*Task statement*. Should the word "number" occur in a line of the records, copy that line.

___

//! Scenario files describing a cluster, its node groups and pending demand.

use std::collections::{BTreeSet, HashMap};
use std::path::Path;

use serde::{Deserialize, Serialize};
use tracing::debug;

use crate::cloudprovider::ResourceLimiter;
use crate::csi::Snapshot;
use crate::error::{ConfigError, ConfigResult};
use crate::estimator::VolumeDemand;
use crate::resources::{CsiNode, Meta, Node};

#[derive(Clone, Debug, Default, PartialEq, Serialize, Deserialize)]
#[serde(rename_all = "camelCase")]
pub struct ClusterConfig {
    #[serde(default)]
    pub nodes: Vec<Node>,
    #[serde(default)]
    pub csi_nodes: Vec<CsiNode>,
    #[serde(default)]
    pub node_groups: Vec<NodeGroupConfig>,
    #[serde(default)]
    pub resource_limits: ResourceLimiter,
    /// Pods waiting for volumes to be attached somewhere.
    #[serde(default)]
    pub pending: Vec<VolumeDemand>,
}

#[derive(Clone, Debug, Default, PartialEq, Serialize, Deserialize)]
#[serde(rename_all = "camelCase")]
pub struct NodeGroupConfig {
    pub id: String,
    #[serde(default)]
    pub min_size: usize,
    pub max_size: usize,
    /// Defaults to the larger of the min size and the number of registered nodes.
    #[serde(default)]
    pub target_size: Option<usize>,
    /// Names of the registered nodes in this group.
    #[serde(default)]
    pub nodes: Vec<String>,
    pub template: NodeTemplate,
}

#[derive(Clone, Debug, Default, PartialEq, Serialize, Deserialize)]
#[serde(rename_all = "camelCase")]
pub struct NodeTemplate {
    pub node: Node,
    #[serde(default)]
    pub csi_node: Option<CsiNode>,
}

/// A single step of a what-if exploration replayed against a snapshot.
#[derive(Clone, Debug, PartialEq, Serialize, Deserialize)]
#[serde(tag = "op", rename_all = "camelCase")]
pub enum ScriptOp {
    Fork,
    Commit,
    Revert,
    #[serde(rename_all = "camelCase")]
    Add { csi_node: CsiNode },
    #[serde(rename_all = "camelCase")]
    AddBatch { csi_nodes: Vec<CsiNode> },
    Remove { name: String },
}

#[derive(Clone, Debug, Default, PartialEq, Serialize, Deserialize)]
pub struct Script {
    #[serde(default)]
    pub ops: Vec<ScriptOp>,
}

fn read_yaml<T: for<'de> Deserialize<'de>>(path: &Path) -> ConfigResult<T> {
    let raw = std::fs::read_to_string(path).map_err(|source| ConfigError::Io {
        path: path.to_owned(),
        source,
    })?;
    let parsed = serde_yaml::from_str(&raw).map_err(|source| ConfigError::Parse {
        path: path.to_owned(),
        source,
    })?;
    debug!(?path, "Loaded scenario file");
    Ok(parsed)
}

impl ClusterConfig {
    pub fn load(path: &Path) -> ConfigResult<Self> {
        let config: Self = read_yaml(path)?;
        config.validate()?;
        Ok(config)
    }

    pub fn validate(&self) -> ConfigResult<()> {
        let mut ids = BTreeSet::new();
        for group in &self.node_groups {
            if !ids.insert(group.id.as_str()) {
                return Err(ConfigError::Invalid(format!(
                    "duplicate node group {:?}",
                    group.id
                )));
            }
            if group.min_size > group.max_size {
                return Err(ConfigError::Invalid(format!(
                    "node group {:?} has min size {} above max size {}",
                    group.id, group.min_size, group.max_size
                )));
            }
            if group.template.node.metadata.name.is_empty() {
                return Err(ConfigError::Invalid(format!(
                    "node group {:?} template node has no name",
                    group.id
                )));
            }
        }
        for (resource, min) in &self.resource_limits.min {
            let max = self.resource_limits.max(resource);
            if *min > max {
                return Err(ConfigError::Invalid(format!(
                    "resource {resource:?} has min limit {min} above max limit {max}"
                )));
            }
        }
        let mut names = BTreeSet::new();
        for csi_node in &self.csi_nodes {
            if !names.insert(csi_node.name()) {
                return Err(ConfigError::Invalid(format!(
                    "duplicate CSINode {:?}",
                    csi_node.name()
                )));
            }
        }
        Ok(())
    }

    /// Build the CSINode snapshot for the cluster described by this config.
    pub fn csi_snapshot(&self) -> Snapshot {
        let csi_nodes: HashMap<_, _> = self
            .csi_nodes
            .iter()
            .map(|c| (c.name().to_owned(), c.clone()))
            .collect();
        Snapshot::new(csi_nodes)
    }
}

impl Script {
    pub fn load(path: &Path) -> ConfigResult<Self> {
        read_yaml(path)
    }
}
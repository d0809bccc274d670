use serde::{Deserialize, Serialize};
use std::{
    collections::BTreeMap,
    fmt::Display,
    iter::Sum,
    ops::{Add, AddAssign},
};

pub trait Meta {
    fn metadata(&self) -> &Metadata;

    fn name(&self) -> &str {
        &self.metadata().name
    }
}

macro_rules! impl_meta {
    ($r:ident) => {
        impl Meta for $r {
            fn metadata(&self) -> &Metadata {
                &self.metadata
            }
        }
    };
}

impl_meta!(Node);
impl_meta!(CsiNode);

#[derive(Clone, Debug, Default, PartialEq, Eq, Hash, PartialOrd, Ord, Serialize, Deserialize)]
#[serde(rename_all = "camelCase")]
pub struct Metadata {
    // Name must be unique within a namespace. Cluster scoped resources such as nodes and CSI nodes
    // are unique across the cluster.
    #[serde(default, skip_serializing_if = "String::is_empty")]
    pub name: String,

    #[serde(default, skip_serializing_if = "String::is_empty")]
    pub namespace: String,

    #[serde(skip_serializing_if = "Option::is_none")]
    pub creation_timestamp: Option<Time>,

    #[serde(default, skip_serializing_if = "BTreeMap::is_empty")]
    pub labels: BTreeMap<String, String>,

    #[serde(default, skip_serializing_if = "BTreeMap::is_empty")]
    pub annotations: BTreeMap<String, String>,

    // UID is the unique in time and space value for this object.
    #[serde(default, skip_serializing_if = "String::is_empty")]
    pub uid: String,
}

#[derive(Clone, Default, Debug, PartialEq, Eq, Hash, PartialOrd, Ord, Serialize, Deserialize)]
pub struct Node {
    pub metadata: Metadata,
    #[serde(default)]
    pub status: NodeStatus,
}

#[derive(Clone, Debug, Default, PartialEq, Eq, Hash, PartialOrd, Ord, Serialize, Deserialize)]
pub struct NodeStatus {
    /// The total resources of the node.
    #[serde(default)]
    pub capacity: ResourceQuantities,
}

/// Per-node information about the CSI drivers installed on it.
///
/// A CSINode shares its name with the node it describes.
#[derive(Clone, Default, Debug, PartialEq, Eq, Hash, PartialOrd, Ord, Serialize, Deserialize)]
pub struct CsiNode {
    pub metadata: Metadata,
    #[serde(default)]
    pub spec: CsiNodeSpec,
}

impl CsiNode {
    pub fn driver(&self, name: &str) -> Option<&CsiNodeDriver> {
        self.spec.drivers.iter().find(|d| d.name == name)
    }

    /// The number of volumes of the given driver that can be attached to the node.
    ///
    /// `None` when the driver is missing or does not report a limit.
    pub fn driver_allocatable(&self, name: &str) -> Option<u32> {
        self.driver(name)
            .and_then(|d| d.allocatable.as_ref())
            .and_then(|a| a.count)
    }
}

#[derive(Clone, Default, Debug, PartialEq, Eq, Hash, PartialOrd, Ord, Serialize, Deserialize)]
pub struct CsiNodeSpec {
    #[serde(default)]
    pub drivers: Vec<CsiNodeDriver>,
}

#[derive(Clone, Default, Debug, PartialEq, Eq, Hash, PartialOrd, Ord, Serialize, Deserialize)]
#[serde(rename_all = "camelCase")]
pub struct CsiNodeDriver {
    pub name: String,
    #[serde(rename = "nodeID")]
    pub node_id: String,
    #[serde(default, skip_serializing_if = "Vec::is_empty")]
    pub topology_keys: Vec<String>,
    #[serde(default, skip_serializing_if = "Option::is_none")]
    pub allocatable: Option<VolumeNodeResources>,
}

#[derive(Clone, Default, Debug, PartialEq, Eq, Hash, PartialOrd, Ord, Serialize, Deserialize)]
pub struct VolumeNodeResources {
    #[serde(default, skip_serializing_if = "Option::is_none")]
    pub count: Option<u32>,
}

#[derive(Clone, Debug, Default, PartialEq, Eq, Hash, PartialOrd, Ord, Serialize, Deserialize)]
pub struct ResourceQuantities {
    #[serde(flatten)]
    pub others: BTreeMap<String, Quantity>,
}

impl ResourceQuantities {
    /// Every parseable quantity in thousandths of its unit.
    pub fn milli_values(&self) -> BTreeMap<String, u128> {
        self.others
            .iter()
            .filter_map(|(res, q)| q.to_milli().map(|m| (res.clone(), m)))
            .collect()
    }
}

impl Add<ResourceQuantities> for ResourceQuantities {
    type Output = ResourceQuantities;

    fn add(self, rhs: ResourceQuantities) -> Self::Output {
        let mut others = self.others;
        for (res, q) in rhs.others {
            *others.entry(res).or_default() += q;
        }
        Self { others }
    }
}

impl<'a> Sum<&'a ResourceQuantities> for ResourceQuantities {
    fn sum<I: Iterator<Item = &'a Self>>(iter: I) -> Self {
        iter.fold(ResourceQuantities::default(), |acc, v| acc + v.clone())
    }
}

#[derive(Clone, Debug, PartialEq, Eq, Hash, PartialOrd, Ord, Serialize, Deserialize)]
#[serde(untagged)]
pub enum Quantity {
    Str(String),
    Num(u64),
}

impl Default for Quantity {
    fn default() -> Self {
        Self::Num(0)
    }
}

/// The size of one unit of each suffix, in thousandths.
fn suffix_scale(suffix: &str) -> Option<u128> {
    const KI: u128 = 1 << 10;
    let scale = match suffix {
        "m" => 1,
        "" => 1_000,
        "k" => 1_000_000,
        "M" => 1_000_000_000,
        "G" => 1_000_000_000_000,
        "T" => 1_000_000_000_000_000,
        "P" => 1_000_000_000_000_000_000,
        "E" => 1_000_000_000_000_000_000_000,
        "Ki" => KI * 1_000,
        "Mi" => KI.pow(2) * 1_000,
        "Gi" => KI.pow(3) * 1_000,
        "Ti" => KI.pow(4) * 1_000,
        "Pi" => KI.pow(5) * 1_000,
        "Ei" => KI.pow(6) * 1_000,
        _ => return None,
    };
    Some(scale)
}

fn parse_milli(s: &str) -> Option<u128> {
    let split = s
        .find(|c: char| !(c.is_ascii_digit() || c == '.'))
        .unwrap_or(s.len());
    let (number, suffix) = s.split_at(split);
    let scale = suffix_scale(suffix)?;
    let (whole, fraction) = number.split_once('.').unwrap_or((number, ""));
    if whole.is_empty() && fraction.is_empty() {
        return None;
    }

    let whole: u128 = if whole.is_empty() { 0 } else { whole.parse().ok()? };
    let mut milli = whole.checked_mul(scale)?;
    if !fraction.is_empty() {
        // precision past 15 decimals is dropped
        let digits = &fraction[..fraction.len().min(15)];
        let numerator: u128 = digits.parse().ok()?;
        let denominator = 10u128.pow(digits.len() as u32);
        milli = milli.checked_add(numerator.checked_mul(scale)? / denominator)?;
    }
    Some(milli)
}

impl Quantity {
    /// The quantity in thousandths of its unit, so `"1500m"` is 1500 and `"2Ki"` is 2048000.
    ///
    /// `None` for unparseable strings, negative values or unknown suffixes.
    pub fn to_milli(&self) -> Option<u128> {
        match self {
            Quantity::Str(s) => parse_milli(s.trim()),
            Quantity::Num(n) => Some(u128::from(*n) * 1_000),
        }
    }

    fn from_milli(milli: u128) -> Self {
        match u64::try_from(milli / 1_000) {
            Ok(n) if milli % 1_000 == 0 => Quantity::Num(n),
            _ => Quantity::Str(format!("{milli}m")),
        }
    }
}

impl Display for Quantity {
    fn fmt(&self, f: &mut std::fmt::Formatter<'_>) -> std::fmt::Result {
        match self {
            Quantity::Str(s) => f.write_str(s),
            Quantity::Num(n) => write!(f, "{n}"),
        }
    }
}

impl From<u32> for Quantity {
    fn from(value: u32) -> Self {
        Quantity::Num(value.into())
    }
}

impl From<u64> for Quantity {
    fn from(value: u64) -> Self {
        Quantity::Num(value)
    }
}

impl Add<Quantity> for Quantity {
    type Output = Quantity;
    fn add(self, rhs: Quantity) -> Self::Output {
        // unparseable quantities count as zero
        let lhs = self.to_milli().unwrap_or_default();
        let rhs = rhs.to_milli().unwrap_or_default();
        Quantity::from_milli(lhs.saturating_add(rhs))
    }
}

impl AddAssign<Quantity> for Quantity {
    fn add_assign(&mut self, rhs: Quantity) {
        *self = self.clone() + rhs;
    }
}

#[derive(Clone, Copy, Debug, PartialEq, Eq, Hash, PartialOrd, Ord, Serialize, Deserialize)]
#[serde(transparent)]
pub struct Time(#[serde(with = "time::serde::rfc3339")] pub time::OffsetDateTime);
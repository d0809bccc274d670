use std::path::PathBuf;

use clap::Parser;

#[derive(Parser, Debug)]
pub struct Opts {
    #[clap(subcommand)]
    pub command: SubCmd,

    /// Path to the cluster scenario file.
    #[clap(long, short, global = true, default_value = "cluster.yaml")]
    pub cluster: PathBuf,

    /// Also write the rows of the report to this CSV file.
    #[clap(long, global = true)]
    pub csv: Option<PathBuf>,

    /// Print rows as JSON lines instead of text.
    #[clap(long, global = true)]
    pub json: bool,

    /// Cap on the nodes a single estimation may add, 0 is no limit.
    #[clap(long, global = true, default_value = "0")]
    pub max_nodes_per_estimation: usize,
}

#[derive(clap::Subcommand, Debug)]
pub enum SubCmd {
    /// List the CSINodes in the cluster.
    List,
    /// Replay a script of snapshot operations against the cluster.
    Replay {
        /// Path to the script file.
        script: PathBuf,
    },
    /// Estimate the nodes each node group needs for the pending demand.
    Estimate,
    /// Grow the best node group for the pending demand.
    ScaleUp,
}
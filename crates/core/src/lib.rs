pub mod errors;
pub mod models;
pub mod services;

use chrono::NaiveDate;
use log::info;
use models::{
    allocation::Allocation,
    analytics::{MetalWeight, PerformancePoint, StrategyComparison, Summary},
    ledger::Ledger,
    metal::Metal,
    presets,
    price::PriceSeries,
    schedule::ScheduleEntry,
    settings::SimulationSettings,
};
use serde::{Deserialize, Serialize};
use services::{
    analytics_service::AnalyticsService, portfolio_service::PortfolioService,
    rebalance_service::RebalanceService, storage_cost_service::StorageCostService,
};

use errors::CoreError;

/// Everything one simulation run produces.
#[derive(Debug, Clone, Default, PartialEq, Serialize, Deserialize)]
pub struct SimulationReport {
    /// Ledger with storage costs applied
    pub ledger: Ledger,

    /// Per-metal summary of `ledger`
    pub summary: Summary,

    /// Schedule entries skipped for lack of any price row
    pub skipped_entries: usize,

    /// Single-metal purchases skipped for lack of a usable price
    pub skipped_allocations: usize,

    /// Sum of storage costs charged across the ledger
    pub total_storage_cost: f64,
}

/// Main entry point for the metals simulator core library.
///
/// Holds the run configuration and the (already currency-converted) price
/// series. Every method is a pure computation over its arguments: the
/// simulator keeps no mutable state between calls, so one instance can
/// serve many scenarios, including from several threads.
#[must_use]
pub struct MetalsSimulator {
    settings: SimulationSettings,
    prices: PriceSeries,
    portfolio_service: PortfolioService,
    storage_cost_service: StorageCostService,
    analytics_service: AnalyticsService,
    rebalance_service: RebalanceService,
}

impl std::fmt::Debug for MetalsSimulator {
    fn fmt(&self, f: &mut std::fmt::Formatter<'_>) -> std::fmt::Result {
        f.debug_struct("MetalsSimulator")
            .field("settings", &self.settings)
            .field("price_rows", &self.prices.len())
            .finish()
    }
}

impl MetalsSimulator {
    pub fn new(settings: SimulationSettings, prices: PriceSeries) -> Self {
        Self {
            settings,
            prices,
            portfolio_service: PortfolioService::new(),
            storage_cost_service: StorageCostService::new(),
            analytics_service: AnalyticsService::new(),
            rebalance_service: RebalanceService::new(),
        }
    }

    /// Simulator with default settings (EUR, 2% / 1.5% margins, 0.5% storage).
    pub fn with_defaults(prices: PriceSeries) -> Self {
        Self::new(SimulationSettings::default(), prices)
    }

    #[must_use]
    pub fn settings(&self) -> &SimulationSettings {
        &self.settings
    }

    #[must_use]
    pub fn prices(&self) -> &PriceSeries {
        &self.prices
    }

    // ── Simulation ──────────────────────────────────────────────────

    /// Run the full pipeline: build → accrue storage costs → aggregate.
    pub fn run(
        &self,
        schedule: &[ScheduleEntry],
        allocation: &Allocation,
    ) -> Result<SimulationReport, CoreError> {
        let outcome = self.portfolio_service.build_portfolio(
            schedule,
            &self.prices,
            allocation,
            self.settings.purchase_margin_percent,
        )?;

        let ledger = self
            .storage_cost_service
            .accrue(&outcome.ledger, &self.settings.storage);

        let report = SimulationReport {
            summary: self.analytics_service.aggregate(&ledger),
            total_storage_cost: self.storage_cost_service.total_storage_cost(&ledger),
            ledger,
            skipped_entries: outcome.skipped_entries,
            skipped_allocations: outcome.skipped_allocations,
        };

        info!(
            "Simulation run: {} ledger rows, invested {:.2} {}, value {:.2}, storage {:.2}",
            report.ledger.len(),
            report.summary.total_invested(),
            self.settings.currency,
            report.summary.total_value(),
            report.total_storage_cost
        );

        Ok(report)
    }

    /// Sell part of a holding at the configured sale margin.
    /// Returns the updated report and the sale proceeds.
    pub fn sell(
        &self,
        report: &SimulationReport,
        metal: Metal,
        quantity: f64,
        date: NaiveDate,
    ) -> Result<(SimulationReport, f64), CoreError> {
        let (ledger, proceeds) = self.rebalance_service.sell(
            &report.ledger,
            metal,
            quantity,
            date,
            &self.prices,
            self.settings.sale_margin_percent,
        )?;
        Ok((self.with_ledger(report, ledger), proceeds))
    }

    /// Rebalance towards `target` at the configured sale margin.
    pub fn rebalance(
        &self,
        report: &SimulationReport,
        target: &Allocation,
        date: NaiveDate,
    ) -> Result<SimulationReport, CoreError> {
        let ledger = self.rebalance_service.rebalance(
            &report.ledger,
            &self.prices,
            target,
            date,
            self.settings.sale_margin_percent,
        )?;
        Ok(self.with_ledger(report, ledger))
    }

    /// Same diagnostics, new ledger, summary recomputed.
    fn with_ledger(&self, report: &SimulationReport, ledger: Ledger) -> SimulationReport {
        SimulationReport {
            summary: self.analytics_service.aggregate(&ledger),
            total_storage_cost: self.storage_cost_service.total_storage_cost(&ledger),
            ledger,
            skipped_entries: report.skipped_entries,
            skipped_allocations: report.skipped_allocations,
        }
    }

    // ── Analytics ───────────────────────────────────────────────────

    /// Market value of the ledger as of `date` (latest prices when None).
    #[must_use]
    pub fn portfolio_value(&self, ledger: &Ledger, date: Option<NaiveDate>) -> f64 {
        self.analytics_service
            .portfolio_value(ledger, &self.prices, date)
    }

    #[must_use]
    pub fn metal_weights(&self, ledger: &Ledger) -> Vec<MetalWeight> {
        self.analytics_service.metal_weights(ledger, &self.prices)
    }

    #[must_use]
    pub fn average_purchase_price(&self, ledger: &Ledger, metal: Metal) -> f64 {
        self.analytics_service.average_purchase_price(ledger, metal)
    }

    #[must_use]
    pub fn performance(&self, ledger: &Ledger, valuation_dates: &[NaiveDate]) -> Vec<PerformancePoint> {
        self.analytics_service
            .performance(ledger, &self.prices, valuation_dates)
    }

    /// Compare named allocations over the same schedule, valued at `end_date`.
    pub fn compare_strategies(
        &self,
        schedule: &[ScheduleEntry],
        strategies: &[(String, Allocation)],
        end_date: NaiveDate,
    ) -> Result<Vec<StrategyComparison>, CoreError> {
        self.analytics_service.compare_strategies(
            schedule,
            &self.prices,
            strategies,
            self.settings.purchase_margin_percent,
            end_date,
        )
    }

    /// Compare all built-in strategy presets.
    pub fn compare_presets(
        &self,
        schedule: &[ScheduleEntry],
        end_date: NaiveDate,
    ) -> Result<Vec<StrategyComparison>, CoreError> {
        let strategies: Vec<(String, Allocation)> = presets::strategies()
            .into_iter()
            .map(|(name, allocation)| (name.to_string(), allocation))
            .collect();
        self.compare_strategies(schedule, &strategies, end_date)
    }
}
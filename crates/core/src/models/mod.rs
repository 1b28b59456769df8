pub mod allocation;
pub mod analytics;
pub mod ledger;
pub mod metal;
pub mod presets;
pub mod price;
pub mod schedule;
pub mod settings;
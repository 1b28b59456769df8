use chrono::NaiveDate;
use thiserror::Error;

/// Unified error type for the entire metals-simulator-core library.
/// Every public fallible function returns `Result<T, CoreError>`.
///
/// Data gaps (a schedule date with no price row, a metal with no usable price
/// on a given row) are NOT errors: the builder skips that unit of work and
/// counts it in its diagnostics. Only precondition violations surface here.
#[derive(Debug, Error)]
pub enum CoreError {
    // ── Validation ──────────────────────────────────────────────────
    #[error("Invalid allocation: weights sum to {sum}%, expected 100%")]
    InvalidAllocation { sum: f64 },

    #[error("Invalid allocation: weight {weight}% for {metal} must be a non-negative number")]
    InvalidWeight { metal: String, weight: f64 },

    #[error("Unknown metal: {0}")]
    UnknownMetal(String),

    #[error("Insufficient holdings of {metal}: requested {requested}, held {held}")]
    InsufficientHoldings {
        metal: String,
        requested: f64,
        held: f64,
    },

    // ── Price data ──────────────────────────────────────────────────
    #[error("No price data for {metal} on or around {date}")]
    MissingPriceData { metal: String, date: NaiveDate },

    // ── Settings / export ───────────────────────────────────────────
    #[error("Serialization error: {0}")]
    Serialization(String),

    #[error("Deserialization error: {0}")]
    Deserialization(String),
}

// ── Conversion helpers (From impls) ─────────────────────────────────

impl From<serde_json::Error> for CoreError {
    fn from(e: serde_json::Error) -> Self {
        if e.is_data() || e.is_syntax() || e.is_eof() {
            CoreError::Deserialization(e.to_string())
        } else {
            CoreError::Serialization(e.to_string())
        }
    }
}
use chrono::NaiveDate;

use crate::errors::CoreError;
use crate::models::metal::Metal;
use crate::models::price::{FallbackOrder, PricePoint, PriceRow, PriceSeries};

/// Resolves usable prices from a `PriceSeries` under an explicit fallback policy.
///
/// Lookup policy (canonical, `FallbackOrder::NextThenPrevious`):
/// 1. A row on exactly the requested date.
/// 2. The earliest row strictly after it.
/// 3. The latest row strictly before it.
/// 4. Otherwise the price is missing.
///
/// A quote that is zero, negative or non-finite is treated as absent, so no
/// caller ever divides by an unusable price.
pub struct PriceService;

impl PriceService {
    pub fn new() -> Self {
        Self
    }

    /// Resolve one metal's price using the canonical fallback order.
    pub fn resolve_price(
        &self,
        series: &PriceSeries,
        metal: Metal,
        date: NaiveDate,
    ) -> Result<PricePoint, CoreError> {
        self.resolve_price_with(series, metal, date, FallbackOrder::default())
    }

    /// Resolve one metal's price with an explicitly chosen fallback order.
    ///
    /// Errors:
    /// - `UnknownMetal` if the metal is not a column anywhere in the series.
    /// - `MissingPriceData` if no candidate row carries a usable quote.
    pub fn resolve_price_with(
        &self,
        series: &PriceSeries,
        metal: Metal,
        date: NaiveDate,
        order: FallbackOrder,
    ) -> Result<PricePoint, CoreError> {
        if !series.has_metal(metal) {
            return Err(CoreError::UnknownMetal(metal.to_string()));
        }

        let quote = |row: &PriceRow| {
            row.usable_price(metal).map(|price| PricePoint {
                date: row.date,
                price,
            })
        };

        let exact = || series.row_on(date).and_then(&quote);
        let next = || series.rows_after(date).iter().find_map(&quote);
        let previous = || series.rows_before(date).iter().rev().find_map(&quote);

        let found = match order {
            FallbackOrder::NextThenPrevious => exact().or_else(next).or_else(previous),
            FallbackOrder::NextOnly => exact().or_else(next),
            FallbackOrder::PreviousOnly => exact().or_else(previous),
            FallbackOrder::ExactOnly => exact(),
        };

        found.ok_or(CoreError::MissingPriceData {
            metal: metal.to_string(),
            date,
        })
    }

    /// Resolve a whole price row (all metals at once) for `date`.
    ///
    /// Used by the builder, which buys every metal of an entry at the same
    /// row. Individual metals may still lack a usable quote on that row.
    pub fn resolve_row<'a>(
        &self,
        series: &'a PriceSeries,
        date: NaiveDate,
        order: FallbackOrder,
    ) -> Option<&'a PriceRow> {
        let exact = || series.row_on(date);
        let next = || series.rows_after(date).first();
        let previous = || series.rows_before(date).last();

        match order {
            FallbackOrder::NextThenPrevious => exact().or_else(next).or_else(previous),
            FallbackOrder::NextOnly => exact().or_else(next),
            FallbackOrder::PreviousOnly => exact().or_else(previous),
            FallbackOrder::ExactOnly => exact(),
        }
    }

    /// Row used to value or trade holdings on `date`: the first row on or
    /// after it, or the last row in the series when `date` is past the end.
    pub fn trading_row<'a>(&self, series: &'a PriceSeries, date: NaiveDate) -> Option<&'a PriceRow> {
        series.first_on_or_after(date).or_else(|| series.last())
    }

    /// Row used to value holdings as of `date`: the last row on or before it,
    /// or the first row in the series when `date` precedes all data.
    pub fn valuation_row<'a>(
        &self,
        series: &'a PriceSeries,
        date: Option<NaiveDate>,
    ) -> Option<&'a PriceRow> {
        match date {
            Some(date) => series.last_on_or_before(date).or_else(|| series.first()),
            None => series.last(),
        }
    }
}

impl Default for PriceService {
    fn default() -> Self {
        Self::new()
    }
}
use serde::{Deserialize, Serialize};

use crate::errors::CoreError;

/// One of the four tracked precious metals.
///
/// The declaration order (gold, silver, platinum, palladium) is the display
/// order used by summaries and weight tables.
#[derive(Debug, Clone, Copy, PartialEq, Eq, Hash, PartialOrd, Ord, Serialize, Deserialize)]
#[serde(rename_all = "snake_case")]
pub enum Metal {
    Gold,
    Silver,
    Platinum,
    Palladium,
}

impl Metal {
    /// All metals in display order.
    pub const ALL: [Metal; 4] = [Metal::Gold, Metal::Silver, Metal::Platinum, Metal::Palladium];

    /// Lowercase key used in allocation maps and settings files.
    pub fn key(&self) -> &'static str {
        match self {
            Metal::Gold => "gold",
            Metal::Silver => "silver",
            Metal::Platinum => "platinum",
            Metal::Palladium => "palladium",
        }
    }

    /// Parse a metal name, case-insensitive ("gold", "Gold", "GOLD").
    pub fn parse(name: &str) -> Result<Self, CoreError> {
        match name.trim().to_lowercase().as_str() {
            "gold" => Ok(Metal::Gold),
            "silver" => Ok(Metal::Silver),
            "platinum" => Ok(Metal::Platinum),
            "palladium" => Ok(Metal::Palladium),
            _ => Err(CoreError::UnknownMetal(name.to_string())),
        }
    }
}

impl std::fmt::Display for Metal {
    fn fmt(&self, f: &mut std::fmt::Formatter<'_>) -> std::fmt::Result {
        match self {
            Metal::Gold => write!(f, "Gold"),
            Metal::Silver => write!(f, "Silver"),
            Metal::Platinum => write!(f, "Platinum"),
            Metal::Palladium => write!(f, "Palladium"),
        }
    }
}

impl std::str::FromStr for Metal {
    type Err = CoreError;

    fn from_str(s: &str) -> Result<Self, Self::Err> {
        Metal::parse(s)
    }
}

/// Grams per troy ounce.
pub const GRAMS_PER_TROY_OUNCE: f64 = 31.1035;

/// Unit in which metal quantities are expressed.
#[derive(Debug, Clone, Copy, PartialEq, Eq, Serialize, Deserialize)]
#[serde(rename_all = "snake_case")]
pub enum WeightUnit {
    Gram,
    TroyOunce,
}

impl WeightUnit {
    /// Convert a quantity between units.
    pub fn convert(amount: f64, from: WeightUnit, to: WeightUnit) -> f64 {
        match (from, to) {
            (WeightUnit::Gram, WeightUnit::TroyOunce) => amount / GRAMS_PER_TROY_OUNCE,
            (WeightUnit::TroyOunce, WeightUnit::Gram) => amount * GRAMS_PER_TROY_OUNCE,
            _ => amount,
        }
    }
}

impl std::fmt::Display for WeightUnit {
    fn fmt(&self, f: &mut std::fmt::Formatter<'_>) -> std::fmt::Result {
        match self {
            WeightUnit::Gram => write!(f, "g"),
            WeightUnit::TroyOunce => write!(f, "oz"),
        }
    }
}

___

*Answer for this exercise*.
    /// Defaults to the larger of the min size and the number of registered nodes.
    /// The number of volumes of the given driver that can be attached to the node.
    let (number, suffix) = s.split_at(split);
    let (whole, fraction) = number.split_once('.').unwrap_or((number, ""));
    #[error("Invalid allocation: weight {weight}% for {metal} must be a non-negative number")]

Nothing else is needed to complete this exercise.